The Fossil Energy and CO2 Emissions Budget for the Barnyard Operations of Livestock Farms in Canada


  •  James Dyer    
  •  Xavier Verge    
  •  Raymond Desjardins    
  •  Devon Worth    

Abstract

This paper describes fossil fuel energy use for on-farm transportation, heating of farm buildings, electricity generation, machinery supply and the spreading of manure. These four terms describe the barnyard energy budget. Calculations for this energy budget were driven by population data for beef and dairy cattle, hogs and poultry in Canada. Prior to comparing this energy budget for 2001 and 2011, the year-to-year trends from 1990 to 2014 were analysed.

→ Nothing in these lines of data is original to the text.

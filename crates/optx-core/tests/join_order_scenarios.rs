//! End-to-end join order tests over flattened n-ary joins.
//!
//! These tests build n-ary joins the way a planner hands them over (ordered children plus
//! a conjunct list), drive the join order core either by hand or through the query-order
//! strategy, and check the resulting join trees.
//!
//! ## Scenarios
//! - Two plain inputs next to one embedded LOJ: `t1, t2, LOJ(t3, t4 ON p34)` with `p12`
//! - Two embedded LOJs that must not be interleaved
//! - TPC-H flavoured: `customer LEFT JOIN orders` next to `nation`, with catalog statistics
//!
//! ## What These Tests Verify
//! - Component count is inputs plus exploded LOJs, each covering its own index
//! - Edge/component incidence is symmetric
//! - Sibling combination rebuilds the LOJ with the preserved side on the left
//! - Predicates are never applied twice once marked used
//! - Statistics are derived once and cached on the final tree

use optx_core::bitset::BitSet;
use optx_core::catalog::InMemoryCatalog;
use optx_core::expr::*;
use optx_core::join_order::{Component, JoinOrder, JoinOrderConfig, Side};
use optx_core::plan::{LogicalOp, PlanNode, PlanRef};
use optx_core::stats::{CatalogStatsEstimator, ColumnStatistics, Statistics};
use optx_core::strategy::{JoinOrderStrategy, QueryOrder};
use std::sync::Arc;

// ---------------------------------------------------------------------------
// Helpers
// ---------------------------------------------------------------------------

fn col(table: &str, name: &str) -> ColumnRef {
    ColumnRef::new(table, name)
}

fn eq(lt: &str, lc: &str, rt: &str, rc: &str) -> Expr {
    Expr::column_eq(col(lt, lc), col(rt, rc))
}

fn scan(schema: &str, name: &str, cols: &[&str]) -> PlanRef {
    let table = TableRef {
        schema: schema.into(),
        name: name.into(),
    };
    PlanNode::scan(table, name, cols.iter().copied())
}

fn t(name: &str) -> PlanRef {
    scan("s", name, &["a", "b"])
}

/// Collect every predicate conjunct applied anywhere in `plan`.
fn applied_conjuncts(plan: &PlanNode, out: &mut Vec<Expr>) {
    if let Some(p) = plan.predicate() {
        out.extend(p.conjuncts().into_iter().filter(|c| !c.is_true()).cloned());
    }
    for c in &plan.children {
        applied_conjuncts(c, out);
    }
}

/// `t1, t2, LOJ(t3, t4 ON t3.a = t4.b)` with `t1.a = t2.b`.
fn one_loj() -> JoinOrder {
    let loj = PlanNode::left_outer_join(t("t3"), t("t4"), eq("t3", "a", "t4", "b"));
    JoinOrder::new(
        vec![t("t1"), t("t2"), loj],
        vec![eq("t1", "a", "t2", "b")],
        &JoinOrderConfig::default(),
    )
}

// ===========================================================================
// One embedded LOJ
// ===========================================================================

#[test]
fn test_one_loj_construction() {
    let jo = one_loj();

    assert_eq!(jo.components().len(), 4);
    assert_eq!(jo.num_outer_joins(), 1);
    for (i, c) in jo.components().iter().enumerate() {
        assert_eq!(c.id_set(), &BitSet::singleton(i));
    }

    let tags: Vec<Option<(u32, Side)>> = jo
        .components()
        .iter()
        .map(|c| c.outer_join().map(|o| (o.loj_id.get(), o.side)))
        .collect();
    assert_eq!(tags, vec![None, None, Some((1, Side::Left)), Some((1, Side::Right))]);

    assert_eq!(jo.edges().len(), 2);
    assert_eq!(jo.edge(0).incident_components().to_string(), "{0, 1}");
    assert_eq!(jo.edge(1).incident_components().to_string(), "{2, 3}");
}

#[test]
fn test_one_loj_legality() {
    let jo = one_loj();
    let c = |i| jo.component(i);

    assert!(jo.is_valid_combination(c(0), c(1)));
    assert!(jo.is_valid_combination(c(0), c(2)));
    assert!(jo.is_valid_combination(c(2), c(3)));
    assert!(!jo.is_valid_combination(c(0), c(3)));
    assert!(!jo.is_valid_combination(c(1), c(3)));

    for a in 0..4 {
        for b in 0..4 {
            assert_eq!(
                jo.is_valid_combination(c(a), c(b)),
                jo.is_valid_combination(c(b), c(a)),
                "legality of ({}, {}) must be symmetric",
                a,
                b
            );
        }
    }
}

#[test]
fn test_one_loj_sibling_combination_in_both_orders() {
    let jo = one_loj();
    let forward = jo.combine(jo.component(2), jo.component(3));
    let backward = jo.combine(jo.component(3), jo.component(2));

    for combined in [&forward, &backward] {
        let plan = combined.plan().expect("populated");
        assert_eq!(plan.join_type(), Some(JoinType::Left));
        assert_eq!(plan.relations(), vec!["t3", "t4"]);
        assert_eq!(plan.predicate(), Some(&eq("t3", "a", "t4", "b")));
        assert!(combined.outer_join().is_none());
        assert_eq!(combined.id_set().to_string(), "{2, 3}");
    }
}

#[test]
fn test_one_loj_full_tree_by_hand() {
    let mut jo = one_loj();

    let c12 = jo.combine(jo.component(0), jo.component(1));
    assert_eq!(c12.plan().and_then(|p| p.join_type()), Some(JoinType::Inner));
    jo.mark_used(&c12);

    let c34 = jo.combine(jo.component(2), jo.component(3));
    jo.mark_used(&c34);

    let all = jo.combine(&c12, &c34);
    let plan = all.plan().expect("populated");
    assert_eq!(plan.join_type(), Some(JoinType::Inner));
    // Both predicates were applied below; the top join has nothing left to apply.
    assert!(plan.predicate().is_some_and(Expr::is_true));
    assert_eq!(all.id_set().len(), 4);
    jo.mark_used(&all);
    assert!(jo.all_edges_used());
}

#[test]
fn test_one_loj_rebuilt_first_then_plain_inputs() {
    let mut jo = one_loj();
    let p12 = eq("t1", "a", "t2", "b");

    let c34 = jo.combine(jo.component(2), jo.component(3));
    assert_eq!(c34.plan().and_then(|p| p.join_type()), Some(JoinType::Left));
    assert!(c34.outer_join().is_none());
    jo.mark_used(&c34);

    // t1 reaches the rebuilt LOJ through no predicate, so this is a cross join.
    let mid = jo.combine(&c34, jo.component(0));
    let mid_plan = mid.plan().expect("populated");
    assert_eq!(mid_plan.join_type(), Some(JoinType::Inner));
    assert!(mid_plan.predicate().is_some_and(Expr::is_true));
    jo.mark_used(&mid);
    assert!(!jo.edge(0).is_used());

    let top = jo.combine(&mid, jo.component(1));
    let plan = top.plan().expect("populated");
    assert_eq!(plan.join_type(), Some(JoinType::Inner));
    assert_eq!(plan.predicate(), Some(&p12));
    assert_eq!(top.id_set().to_string(), "{0, 1, 2, 3}");
    jo.mark_used(&top);
    assert!(jo.all_edges_used());

    let mut applied = Vec::new();
    applied_conjuncts(plan, &mut applied);
    assert_eq!(applied.iter().filter(|c| **c == p12).count(), 1);
    assert_eq!(applied.len(), 2);
}

#[test]
#[should_panic(expected = "illegal join combination")]
fn test_one_loj_right_child_cannot_join_outside() {
    let jo = one_loj();
    jo.combine(jo.component(1), jo.component(3));
}

// ===========================================================================
// Two embedded LOJs
// ===========================================================================

fn two_lojs() -> JoinOrder {
    let loj1 = PlanNode::left_outer_join(t("t2"), t("t3"), eq("t2", "a", "t3", "b"));
    let loj2 = PlanNode::left_outer_join(t("t4"), t("t5"), eq("t4", "a", "t5", "b"));
    JoinOrder::new(
        vec![t("t1"), loj1, loj2],
        vec![eq("t1", "a", "t2", "b"), eq("t1", "b", "t4", "a")],
        &JoinOrderConfig::default(),
    )
}

#[test]
fn test_two_lojs_do_not_interleave() {
    let jo = two_lojs();
    assert_eq!(jo.components().len(), 3 + 2);
    assert_eq!(jo.num_outer_joins(), 2);

    let (t2, t3, t4, t5) = (jo.component(1), jo.component(2), jo.component(3), jo.component(4));
    assert!(!jo.is_valid_combination(t2, t4));
    assert!(!jo.is_valid_combination(t2, t5));
    assert!(!jo.is_valid_combination(t3, t4));
    assert!(!jo.is_sibling(t2, t5));
    assert!(jo.is_sibling(t4, t5));

    // Joining the left input of LOJ 1 carries its tag, which still excludes LOJ 2.
    let c12 = jo.combine(jo.component(0), t2);
    assert_eq!(c12.outer_join().map(|o| o.loj_id.get()), Some(1));
    assert!(!jo.is_valid_combination(&c12, t4));
    assert!(jo.is_valid_combination(&c12, t3));
}

#[test]
fn test_two_lojs_query_order() {
    let mut jo = two_lojs();
    let result = QueryOrder.order(&mut jo).expect("plan");
    let plan = result.plan().expect("populated");

    assert_eq!(plan.relations(), vec!["t1", "t2", "t3", "t4", "t5"]);
    assert_eq!(plan.join_type(), Some(JoinType::Left));
    assert_eq!(plan.children[0].join_type(), Some(JoinType::Inner));
    assert_eq!(plan.children[0].children[0].join_type(), Some(JoinType::Left));
    assert!(result.outer_join().is_none());
    assert!(jo.all_edges_used());

    // Every predicate appears exactly once in the final tree.
    let mut applied = Vec::new();
    applied_conjuncts(plan, &mut applied);
    assert_eq!(applied.len(), jo.edges().len());
    for edge in jo.edges() {
        assert_eq!(applied.iter().filter(|p| *p == edge.predicate()).count(), 1);
    }
}

#[test]
fn test_incidence_is_symmetric() {
    let jo = two_lojs();
    for (e, edge) in jo.edges().iter().enumerate() {
        for (c, comp) in jo.components().iter().enumerate() {
            assert_eq!(edge.incident_components().contains(c), comp.incident_edges().contains(e));
        }
    }
}

#[test]
fn test_combined_incidence_is_union() {
    let jo = two_lojs();
    let a = jo.component(0);
    let b = jo.component(1);
    let c = jo.combine(a, b);
    assert_eq!(c.id_set(), &a.id_set().union(b.id_set()));
    assert_eq!(c.incident_edges(), &a.incident_edges().union(b.incident_edges()));
}

// ===========================================================================
// TPC-H flavoured: customer LEFT JOIN orders, joined to nation
// ===========================================================================

/// Add a table to the catalog with the given row count and column NDVs.
fn add_table(catalog: &mut InMemoryCatalog, name: &str, rows: f64, cols: &[(&str, f64)]) {
    let table = TableRef {
        schema: "tpch".into(),
        name: name.into(),
    };
    let mut stats = Statistics::new(rows, rows * 100.0);
    for (col_name, ndv) in cols {
        stats = stats.with_column(*col_name, ColumnStatistics::new(*ndv, 0.0));
    }
    catalog.add_table(&table, cols.iter().map(|(n, _)| n.to_string()).collect(), stats);
}

fn tpch_catalog() -> InMemoryCatalog {
    let mut c = InMemoryCatalog::new();
    add_table(&mut c, "customer", 150_000.0, &[("c_custkey", 150_000.0), ("c_nationkey", 25.0)]);
    add_table(
        &mut c,
        "orders",
        1_500_000.0,
        &[("o_orderkey", 1_500_000.0), ("o_custkey", 100_000.0)],
    );
    add_table(&mut c, "nation", 25.0, &[("n_nationkey", 25.0), ("n_name", 25.0)]);
    c
}

#[test]
fn test_tpch_customer_orders_nation() {
    let customer = scan("tpch", "customer", &["c_custkey", "c_nationkey"]);
    let orders = scan("tpch", "orders", &["o_orderkey", "o_custkey"]);
    let nation = scan("tpch", "nation", &["n_nationkey", "n_name"]);
    let condition = eq("customer", "c_custkey", "orders", "o_custkey");
    let loj = PlanNode::left_outer_join(customer, orders, condition);

    let estimator = Arc::new(CatalogStatsEstimator::new(Arc::new(tpch_catalog())));
    let mut jo = JoinOrder::new(
        vec![nation, loj],
        vec![eq("customer", "c_nationkey", "nation", "n_nationkey")],
        &JoinOrderConfig::default(),
    )
    .with_stats_estimator(estimator);

    let result = QueryOrder.order(&mut jo).expect("plan");
    let plan = result.plan().expect("populated");

    // nation joins customer first, then the outer join picks up orders.
    assert_eq!(plan.join_type(), Some(JoinType::Left));
    assert_eq!(plan.relations(), vec!["nation", "customer", "orders"]);

    let stats = jo.ensure_stats(plan);
    // Every customer row survives the outer join.
    let inner_rows = plan.children[0].stats().map(|s| s.row_count).unwrap_or_default();
    assert!(stats.row_count >= inner_rows);
    assert_eq!(inner_rows, 150_000.0);
    let again = jo.ensure_stats(plan);
    assert_eq!(again.row_count, stats.row_count);
}

#[test]
fn test_loj_kept_whole_without_explosion() {
    let loj = PlanNode::left_outer_join(t("t3"), t("t4"), eq("t3", "a", "t4", "b"));
    let config = JoinOrderConfig {
        explode_outer_joins: false,
    };
    let mut jo = JoinOrder::new(vec![t("t1"), loj], vec![eq("t1", "a", "t3", "b")], &config);
    assert_eq!(jo.components().len(), 2);
    assert_eq!(jo.edges().len(), 1);

    let result = QueryOrder.order(&mut jo).expect("plan");
    let plan = result.plan().expect("populated");
    assert_eq!(plan.join_type(), Some(JoinType::Inner));
    assert!(matches!(
        plan.children[1].op,
        LogicalOp::Join {
            join_type: JoinType::Left,
            ..
        }
    ));
}

#[test]
fn test_empty_seed_collects_single_table_filters() {
    let local = Expr::BinaryOp {
        op: BinaryOp::Gt,
        left: Box::new(Expr::Column(col("t1", "a"))),
        right: Box::new(Expr::Literal(ScalarValue::Int64(10))),
    };
    let mut jo = JoinOrder::new(
        vec![t("t1"), t("t2")],
        vec![eq("t1", "a", "t2", "b"), local.clone()],
        &JoinOrderConfig::default(),
    );

    let seeded = jo.combine(&Component::empty(), jo.component(0));
    jo.mark_used(&seeded);
    assert!(jo.edge(1).is_used());
    assert!(!jo.edge(0).is_used());

    let joined = jo.combine(&seeded, jo.component(1));
    let plan = joined.plan().expect("populated");
    assert_eq!(plan.predicate(), Some(&eq("t1", "a", "t2", "b")));
    assert_eq!(plan.children[0].predicate(), Some(&local));
}
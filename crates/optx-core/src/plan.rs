//! # Logical Plan Payloads
//!
//! A [`PlanNode`] is an immutable logical subtree. Nodes are shared through
//! [`PlanRef`] (`Arc<PlanNode>`): combining two join components builds a new node whose
//! children are clones of the input handles, so retiring a component never invalidates
//! a subtree that another component or the final plan still references.
//!
//! ## Operators
//!
//! Only the operators the join order core produces or consumes are modelled:
//!
//! - `Scan`: a base relation with its output columns. Always a leaf.
//! - `Filter`: a predicate over a single child.
//! - `Join`: an inner or left outer join of two children on a condition.
//!
//! ## Statistics
//!
//! Each node carries a write-once statistics slot. [`crate::stats::ensure_stats`] fills it
//! bottom-up the first time statistics are requested and leaves it alone afterwards.

use crate::expr::{ColumnRef, ColumnSet, Expr, JoinType, TableRef};
use crate::stats::Statistics;
use std::fmt;
use std::sync::{Arc, OnceLock};

/// Shared handle to a logical subtree.
pub type PlanRef = Arc<PlanNode>;

/// Logical operators that can appear in a join order payload.
#[derive(Debug, Clone, PartialEq, Eq, Hash)]
pub enum LogicalOp {
    /// Table scan producing `columns`, qualified by `alias`.
    Scan {
        table: TableRef,
        alias: String,
        columns: Vec<ColumnRef>,
    },
    /// Filter: applies a predicate to its single child.
    Filter { predicate: Expr },
    /// Join of two children on `condition`.
    Join { join_type: JoinType, condition: Expr },
}

#[derive(Debug)]
pub struct PlanNode {
    pub op: LogicalOp,
    pub children: Vec<PlanRef>,
    stats: OnceLock<Statistics>,
}

impl PlanNode {
    fn new_ref(op: LogicalOp, children: Vec<PlanRef>) -> PlanRef {
        Arc::new(PlanNode {
            op,
            children,
            stats: OnceLock::new(),
        })
    }

    /// Scan of `table` under `alias`; each column name becomes `alias.name`.
    pub fn scan<I, S>(table: TableRef, alias: impl Into<String>, columns: I) -> PlanRef
    where
        I: IntoIterator<Item = S>,
        S: Into<String>,
    {
        let alias = alias.into();
        let columns = columns
            .into_iter()
            .map(|c| ColumnRef::new(alias.clone(), c))
            .collect();
        Self::new_ref(
            LogicalOp::Scan {
                table,
                alias,
                columns,
            },
            vec![],
        )
    }

    /// Wrap `child` in a filter on `predicate`.
    ///
    /// A constant-true predicate returns `child` itself. A filter over a filter is
    /// collapsed into a single filter on the conjunction of both predicates.
    pub fn filter(child: PlanRef, predicate: Expr) -> PlanRef {
        if predicate.is_true() {
            return child;
        }
        if let LogicalOp::Filter { predicate: inner } = &child.op {
            let merged = Expr::conjunction(vec![inner.clone(), predicate]);
            return Self::new_ref(
                LogicalOp::Filter { predicate: merged },
                vec![child.children[0].clone()],
            );
        }
        Self::new_ref(LogicalOp::Filter { predicate }, vec![child])
    }

    pub fn inner_join(left: PlanRef, right: PlanRef, condition: Expr) -> PlanRef {
        Self::join(JoinType::Inner, left, right, condition)
    }

    /// Left outer join; `left` is the row-preserving side.
    pub fn left_outer_join(left: PlanRef, right: PlanRef, condition: Expr) -> PlanRef {
        Self::join(JoinType::Left, left, right, condition)
    }

    fn join(join_type: JoinType, left: PlanRef, right: PlanRef, condition: Expr) -> PlanRef {
        Self::new_ref(
            LogicalOp::Join {
                join_type,
                condition,
            },
            vec![left, right],
        )
    }

    /// Columns produced by this subtree.
    pub fn output_columns(&self) -> ColumnSet {
        match &self.op {
            LogicalOp::Scan { columns, .. } => columns.iter().cloned().collect(),
            LogicalOp::Filter { .. } | LogicalOp::Join { .. } => self
                .children
                .iter()
                .flat_map(|c| c.output_columns())
                .collect(),
        }
    }

    pub fn is_leaf(&self) -> bool {
        self.children.is_empty()
    }

    /// Whether this node carries a scalar predicate (filter, inner join or outer join).
    pub fn has_predicate(&self) -> bool {
        matches!(self.op, LogicalOp::Filter { .. } | LogicalOp::Join { .. })
    }

    pub fn join_type(&self) -> Option<JoinType> {
        match &self.op {
            LogicalOp::Join { join_type, .. } => Some(*join_type),
            _ => None,
        }
    }

    /// The filter predicate or join condition of this node, if any.
    pub fn predicate(&self) -> Option<&Expr> {
        match &self.op {
            LogicalOp::Filter { predicate } => Some(predicate),
            LogicalOp::Join { condition, .. } => Some(condition),
            LogicalOp::Scan { .. } => None,
        }
    }

    /// Aliases of all scans below this node, left to right.
    pub fn relations(&self) -> Vec<&str> {
        let mut out = Vec::new();
        self.collect_relations(&mut out);
        out
    }

    fn collect_relations<'a>(&'a self, out: &mut Vec<&'a str>) {
        match &self.op {
            LogicalOp::Scan { alias, .. } => out.push(alias),
            _ => {
                for c in &self.children {
                    c.collect_relations(out);
                }
            }
        }
    }

    /// Cached statistics, if they have been derived.
    pub fn stats(&self) -> Option<&Statistics> {
        self.stats.get()
    }

    pub(crate) fn stats_slot(&self) -> &OnceLock<Statistics> {
        &self.stats
    }

    fn fmt_indented(&self, f: &mut fmt::Formatter<'_>, depth: usize) -> fmt::Result {
        let pad = "  ".repeat(depth);
        match &self.op {
            LogicalOp::Scan { table, alias, .. } => {
                writeln!(f, "{}Scan {} AS {}", pad, table, alias)?
            }
            LogicalOp::Filter { predicate } => writeln!(f, "{}Filter [{}]", pad, predicate)?,
            LogicalOp::Join {
                join_type,
                condition,
            } => writeln!(f, "{}{} Join [{}]", pad, join_type, condition)?,
        }
        for c in &self.children {
            c.fmt_indented(f, depth + 1)?;
        }
        Ok(())
    }
}

impl fmt::Display for PlanNode {
    fn fmt(&self, f: &mut fmt::Formatter<'_>) -> fmt::Result {
        self.fmt_indented(f, 0)
    }
}
//! # Catalog Interface
//!
//! The catalog supplies base-relation metadata to the statistics layer: column names
//! and table-level statistics. It sits behind a trait object (`dyn Catalog`) so that a
//! host engine can back it with its own metadata service; [`InMemoryCatalog`] is the
//! programmatically populated implementation used by the server and tests.
//!
//! Column statistics in the catalog are keyed by the bare column name. They are
//! requalified with the scan alias when a scan's statistics are derived.

use crate::expr::TableRef;
use crate::stats::Statistics;
use std::collections::HashMap;

/// Catalog provides schema and statistics information.
pub trait Catalog: Send + Sync {
    fn get_table_stats(&self, table: &TableRef) -> Option<Statistics>;
    fn get_table_columns(&self, table: &TableRef) -> Option<Vec<String>>;
}

/// In-memory catalog keyed by the fully-qualified name (`schema.table`).
#[derive(Debug, Clone, Default)]
pub struct InMemoryCatalog {
    pub table_stats: HashMap<String, Statistics>,
    pub table_columns: HashMap<String, Vec<String>>,
}

impl InMemoryCatalog {
    pub fn new() -> Self {
        Self::default()
    }

    pub fn add_table(&mut self, table: &TableRef, columns: Vec<String>, stats: Statistics) {
        let key = table.to_string();
        self.table_columns.insert(key.clone(), columns);
        self.table_stats.insert(key, stats);
    }
}

impl Catalog for InMemoryCatalog {
    fn get_table_stats(&self, table: &TableRef) -> Option<Statistics> {
        self.table_stats.get(&table.to_string()).cloned()
    }

    fn get_table_columns(&self, table: &TableRef) -> Option<Vec<String>> {
        self.table_columns.get(&table.to_string()).cloned()
    }
}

The declines in all livestock populations, except poultry, between 2001 and 2011 reduced the size of the Canadian barnyard energy budget from 25 PJ to 22 PJ. The resulting change in the fossil CO2 emissions between 2001 and 2011 was from 1.62 MtCO2 to 1.36 MtCO2. A sensitivity analysis based on future elimination of coal for generating electricity, introduction of electric pickup trucks (e-pickups) and increased use of electric heat, reduced fossil CO2 emissions during 2011 from dairy farms by 29%, beef farms by 24%, hog farms by 19% and poultry by 13%. The most affected provinces by this test were Alberta and Saskatchewan because of the heavy dependence on coal in electricity generation in these two provinces. This scenario test suggests a Canada-wide potential reduction of 0.30 MtCO2. A second sensitivity test based on a Canada-wide 20% reallocation of protein production from beef to pork revealed a very modest potential to actually reduce barnyard fossil CO2 emissions by 0.09 MtCO2 for Canada.